▸ Recorded data
○ ○ ○

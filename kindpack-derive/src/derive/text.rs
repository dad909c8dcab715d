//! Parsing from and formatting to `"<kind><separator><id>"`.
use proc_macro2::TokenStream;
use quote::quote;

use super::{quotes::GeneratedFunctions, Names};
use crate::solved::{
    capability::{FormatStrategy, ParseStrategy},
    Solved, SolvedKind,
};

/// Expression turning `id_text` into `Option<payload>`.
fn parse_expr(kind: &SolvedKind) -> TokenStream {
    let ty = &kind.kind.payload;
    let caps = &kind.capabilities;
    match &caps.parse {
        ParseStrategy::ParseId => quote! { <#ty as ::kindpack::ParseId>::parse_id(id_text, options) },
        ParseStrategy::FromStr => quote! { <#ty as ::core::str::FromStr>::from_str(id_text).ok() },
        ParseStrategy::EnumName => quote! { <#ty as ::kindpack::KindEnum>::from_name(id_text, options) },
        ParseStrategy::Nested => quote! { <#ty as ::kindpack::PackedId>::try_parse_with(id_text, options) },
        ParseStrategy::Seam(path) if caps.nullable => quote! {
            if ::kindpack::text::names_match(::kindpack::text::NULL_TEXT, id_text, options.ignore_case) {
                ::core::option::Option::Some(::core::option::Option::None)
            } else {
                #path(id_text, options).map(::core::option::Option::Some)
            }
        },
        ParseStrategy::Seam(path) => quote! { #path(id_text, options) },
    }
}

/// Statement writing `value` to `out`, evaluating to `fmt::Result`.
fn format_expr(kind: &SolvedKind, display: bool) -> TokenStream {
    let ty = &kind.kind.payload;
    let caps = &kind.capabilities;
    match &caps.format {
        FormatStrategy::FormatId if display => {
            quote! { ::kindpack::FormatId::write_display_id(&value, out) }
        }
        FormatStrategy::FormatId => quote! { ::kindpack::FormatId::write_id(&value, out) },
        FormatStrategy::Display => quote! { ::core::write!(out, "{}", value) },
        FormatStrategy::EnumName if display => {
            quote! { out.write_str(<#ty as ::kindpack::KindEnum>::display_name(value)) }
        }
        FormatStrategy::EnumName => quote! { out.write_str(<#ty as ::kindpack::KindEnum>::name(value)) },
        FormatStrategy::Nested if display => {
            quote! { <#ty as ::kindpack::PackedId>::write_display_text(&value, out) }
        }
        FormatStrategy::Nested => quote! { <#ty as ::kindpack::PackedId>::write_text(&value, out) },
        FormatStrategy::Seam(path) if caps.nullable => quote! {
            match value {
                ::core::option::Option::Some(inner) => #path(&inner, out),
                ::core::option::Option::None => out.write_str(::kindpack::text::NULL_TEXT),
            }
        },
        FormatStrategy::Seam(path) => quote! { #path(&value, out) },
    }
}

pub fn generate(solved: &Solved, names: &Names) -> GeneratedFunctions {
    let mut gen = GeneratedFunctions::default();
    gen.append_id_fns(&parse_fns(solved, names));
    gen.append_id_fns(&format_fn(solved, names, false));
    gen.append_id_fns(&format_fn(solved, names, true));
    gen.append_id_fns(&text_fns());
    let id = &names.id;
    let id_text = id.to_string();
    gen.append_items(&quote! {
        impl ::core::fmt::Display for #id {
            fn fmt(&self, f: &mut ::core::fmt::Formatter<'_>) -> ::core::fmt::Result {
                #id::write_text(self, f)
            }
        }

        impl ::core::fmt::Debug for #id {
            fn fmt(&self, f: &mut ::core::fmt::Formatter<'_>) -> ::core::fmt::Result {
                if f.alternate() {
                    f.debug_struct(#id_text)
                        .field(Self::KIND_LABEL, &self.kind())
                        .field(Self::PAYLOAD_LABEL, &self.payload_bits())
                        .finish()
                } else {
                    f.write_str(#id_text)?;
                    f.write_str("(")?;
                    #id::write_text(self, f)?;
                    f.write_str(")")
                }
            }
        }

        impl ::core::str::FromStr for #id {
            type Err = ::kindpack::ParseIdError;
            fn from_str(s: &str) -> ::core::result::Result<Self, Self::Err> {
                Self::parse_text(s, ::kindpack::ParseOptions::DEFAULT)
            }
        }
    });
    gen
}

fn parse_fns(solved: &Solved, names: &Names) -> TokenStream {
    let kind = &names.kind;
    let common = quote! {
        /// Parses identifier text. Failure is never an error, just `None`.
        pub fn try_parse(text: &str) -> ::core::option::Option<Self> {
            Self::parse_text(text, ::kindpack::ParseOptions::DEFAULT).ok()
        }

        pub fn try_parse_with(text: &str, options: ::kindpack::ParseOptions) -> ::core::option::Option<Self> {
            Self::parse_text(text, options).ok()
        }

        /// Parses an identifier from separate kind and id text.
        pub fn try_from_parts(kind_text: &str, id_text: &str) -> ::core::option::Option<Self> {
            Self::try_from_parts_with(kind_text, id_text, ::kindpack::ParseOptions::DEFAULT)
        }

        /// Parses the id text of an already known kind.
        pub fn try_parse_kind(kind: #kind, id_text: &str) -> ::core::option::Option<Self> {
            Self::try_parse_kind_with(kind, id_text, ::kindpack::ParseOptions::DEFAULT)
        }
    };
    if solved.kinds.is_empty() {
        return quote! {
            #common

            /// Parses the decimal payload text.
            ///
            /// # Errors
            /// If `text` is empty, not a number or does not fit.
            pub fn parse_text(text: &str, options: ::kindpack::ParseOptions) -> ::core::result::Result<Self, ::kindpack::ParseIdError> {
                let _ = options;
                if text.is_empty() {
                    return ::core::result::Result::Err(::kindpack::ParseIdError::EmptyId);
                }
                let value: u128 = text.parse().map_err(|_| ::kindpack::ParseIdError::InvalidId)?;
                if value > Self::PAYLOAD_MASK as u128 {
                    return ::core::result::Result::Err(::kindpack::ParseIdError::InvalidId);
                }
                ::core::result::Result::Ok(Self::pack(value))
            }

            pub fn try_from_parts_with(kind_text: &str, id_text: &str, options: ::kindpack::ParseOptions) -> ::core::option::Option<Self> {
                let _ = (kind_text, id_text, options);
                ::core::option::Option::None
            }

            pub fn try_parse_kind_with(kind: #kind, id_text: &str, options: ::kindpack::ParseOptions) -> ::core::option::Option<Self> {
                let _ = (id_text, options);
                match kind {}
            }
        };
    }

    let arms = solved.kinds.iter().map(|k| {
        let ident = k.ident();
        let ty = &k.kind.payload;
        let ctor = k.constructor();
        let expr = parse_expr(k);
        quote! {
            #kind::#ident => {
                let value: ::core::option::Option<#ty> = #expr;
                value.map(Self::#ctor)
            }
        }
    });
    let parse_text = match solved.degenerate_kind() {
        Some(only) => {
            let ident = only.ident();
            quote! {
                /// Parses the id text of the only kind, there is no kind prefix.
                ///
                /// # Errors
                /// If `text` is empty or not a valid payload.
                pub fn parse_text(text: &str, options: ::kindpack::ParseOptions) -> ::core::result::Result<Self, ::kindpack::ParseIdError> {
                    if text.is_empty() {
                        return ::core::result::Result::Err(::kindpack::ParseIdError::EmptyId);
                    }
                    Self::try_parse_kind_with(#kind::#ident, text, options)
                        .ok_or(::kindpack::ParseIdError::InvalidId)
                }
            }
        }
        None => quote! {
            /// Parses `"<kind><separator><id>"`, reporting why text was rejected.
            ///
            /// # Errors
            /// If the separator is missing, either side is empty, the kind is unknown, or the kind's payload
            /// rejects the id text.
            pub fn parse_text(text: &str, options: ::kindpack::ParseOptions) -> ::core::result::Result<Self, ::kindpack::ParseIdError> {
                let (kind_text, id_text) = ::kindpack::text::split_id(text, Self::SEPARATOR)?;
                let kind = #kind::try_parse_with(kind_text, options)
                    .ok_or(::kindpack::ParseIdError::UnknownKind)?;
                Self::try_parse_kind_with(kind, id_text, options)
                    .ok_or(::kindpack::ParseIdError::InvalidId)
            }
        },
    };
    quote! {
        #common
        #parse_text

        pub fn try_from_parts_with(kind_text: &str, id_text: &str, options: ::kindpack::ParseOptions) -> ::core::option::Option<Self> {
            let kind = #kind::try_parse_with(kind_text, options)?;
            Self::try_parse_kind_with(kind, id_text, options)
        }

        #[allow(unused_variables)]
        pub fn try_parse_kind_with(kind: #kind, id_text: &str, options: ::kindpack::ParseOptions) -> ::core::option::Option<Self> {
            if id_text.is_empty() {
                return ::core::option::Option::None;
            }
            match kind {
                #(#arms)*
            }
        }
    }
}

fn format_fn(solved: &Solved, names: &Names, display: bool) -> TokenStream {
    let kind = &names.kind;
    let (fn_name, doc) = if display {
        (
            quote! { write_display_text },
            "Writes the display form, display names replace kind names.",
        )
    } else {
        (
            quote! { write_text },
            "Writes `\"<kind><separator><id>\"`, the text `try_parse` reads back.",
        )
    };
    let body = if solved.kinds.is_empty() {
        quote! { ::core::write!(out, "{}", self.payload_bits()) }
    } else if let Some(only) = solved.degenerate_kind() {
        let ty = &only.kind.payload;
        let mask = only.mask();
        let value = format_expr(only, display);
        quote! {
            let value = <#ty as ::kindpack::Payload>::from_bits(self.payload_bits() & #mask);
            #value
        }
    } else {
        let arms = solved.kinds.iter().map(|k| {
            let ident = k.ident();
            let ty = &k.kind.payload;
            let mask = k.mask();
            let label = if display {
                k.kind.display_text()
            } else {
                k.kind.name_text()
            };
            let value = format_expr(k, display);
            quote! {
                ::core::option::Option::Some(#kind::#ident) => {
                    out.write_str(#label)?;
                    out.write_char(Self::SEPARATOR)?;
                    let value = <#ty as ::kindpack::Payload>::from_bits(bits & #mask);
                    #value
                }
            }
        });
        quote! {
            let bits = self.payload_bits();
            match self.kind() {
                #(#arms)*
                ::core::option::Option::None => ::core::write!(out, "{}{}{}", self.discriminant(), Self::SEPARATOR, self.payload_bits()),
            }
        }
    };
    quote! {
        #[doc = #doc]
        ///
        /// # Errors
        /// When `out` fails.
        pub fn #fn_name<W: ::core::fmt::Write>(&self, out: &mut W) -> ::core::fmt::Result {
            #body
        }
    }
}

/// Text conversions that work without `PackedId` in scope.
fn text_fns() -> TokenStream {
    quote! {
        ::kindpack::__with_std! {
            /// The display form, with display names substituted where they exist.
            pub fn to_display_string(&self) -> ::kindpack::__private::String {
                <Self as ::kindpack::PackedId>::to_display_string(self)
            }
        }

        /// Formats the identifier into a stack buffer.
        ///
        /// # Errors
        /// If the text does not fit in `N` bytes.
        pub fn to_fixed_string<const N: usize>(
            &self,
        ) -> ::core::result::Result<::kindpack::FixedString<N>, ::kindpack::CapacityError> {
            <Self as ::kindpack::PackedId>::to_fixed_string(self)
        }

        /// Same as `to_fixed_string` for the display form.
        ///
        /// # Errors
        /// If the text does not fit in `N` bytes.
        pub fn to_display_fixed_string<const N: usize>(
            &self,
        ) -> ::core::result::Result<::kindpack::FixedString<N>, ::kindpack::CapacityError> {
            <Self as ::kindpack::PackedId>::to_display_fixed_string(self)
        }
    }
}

○ ○ ○

▸ What is required
Among the lines of the data, which ones contain the word "arms"? Show them.

▸ Solution for this task
    let arms = solved.kinds.iter().map(|k| {
                #(#arms)*
        let arms = solved.kinds.iter().map(|k| {
                #(#arms)*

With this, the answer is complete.